REQUIRED WORK: Work out how many lines in the records include the word "ConsolidatedRow", then answer with nothing but that number.

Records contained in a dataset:
// SPDX-License-Identifier: MIT OR Apache-2.0

use libtrolley::{
    Connection, ConsolidatedRow, PriceRecord, RowTarget, StapleItem, StapleShoppingList, Store,
    Tag, Verbosity,
};
use serde::Serialize;

pub mod ansi {
    pub const BOLD: &str = "\x1b[1m";
    pub const RESET: &str = "\x1b[0m";

    #[inline]
    pub fn bold(s: &str) -> String {
        format!("{BOLD}{s}{RESET}")
    }
}

/// envelope for machine-readable output.
#[derive(Debug, Serialize)]
pub struct JsonOutput<T> {
    pub success: bool,
    #[serde(skip_serializing_if = "Option::is_none")]
    pub error: Option<String>,
    #[serde(skip_serializing_if = "Option::is_none")]
    pub data: Option<T>,
}

impl<T> JsonOutput<T> {
    pub fn ok(data: T) -> Self {
        Self {
            success: true,
            error: None,
            data: Some(data),
        }
    }

    pub fn err(msg: impl Into<String>) -> Self {
        Self {
            success: false,
            error: Some(msg.into()),
            data: None,
        }
    }
}

/// one line of a human-readable listing.
pub trait Listing {
    fn title(&self) -> &str;

    fn detail(&self, verbosity: Verbosity) -> String;
}

fn money(value: Option<f64>) -> String {
    value
        .map(|v| format!("${v:.2}"))
        .unwrap_or_else(|| "-".to_string())
}

impl Listing for ConsolidatedRow {
    fn title(&self) -> &str {
        &self.name
    }

    fn detail(&self, verbosity: Verbosity) -> String {
        let mut detail = format!("x{}", self.quantity);
        if let RowTarget::Special(special) = &self.target {
            detail.push_str(&format!("  {}", money(special.price_to_display)));
            if let Some(store) = &special.store_name {
                detail.push_str(&format!("  {store}"));
            }
        }
        if verbosity == Verbosity::Verbose {
            detail.push_str(&format!("  [{}]", self.shopping_list_ids.join(", ")));
        }
        detail
    }
}

impl Listing for PriceRecord {
    fn title(&self) -> &str {
        self.display_name()
    }

    fn detail(&self, verbosity: Verbosity) -> String {
        let store = self.store.as_ref().map(|s| s.name.as_str()).unwrap_or("-");
        let mut detail = format!("{}  {store}", money(self.price_to_display));
        if verbosity == Verbosity::Verbose {
            if let Some(saving) = self.saving {
                detail.push_str(&format!("  save ${saving:.2}"));
            }
            if let Some(end) = self.offer_end_date {
                detail.push_str(&format!("  until {}", end.format("%Y-%m-%d")));
            }
            detail.push_str(&format!("  ({})", self.id));
        }
        detail
    }
}

impl Listing for Store {
    fn title(&self) -> &str {
        &self.name
    }

    fn detail(&self, _verbosity: Verbosity) -> String {
        self.key.clone().unwrap_or_else(|| self.id.clone())
    }
}

impl Listing for Tag {
    fn title(&self) -> &str {
        &self.name
    }

    fn detail(&self, _verbosity: Verbosity) -> String {
        self.key.clone().unwrap_or_else(|| self.id.clone())
    }
}

impl Listing for StapleShoppingList {
    fn title(&self) -> &str {
        &self.name
    }

    fn detail(&self, _verbosity: Verbosity) -> String {
        self.id.clone()
    }
}

impl Listing for StapleItem {
    fn title(&self) -> &str {
        &self.name
    }

    fn detail(&self, _verbosity: Verbosity) -> String {
        if self.popular {
            format!("{}  popular", self.id)
        } else {
            self.id.clone()
        }
    }
}

fn name_width<T: Listing>(items: &[&T]) -> usize {
    items
        .iter()
        .map(|i| i.title().chars().count())
        .max()
        .unwrap_or(10)
        .max(10)
}

pub fn print_connection<T: Listing>(connection: &Connection<T>, verbosity: Verbosity) {
    if verbosity == Verbosity::Quiet {
        println!("{}", connection.count);
        return;
    }

    if connection.edges.is_empty() {
        println!("{} nothing to show", ansi::bold("info:"));
        return;
    }

    let nodes: Vec<&T> = connection.nodes().collect();
    let name_width = name_width(&nodes);

    println!("{:>6}  {:<name_width$}  DETAIL", "#", "NAME");
    println!("{}", "-".repeat(name_width + 24));
    for edge in &connection.edges {
        println!(
            "{:>6}  {:<name_width$}  {}",
            edge.cursor,
            edge.node.title(),
            edge.node.detail(verbosity)
        );
    }

    println!();
    println!(
        "{} showing {}-{} of {}",
        ansi::bold("info:"),
        connection.page_info.start_cursor,
        connection.page_info.end_cursor,
        connection.count
    );
    if connection.page_info.has_next_page {
        println!(
            "{} next page: --after {}",
            ansi::bold("info:"),
            connection.page_info.end_cursor
        );
    }
}

pub fn print_rows(rows: &[ConsolidatedRow], verbosity: Verbosity) {
    if verbosity == Verbosity::Quiet {
        println!("{}", rows.len());
        return;
    }

    let nodes: Vec<&ConsolidatedRow> = rows.iter().collect();
    let name_width = name_width(&nodes);
    for row in rows {
        println!("{:<name_width$}  {}", row.title(), row.detail(verbosity));
    }
}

EXERCISE SOLUTION: 4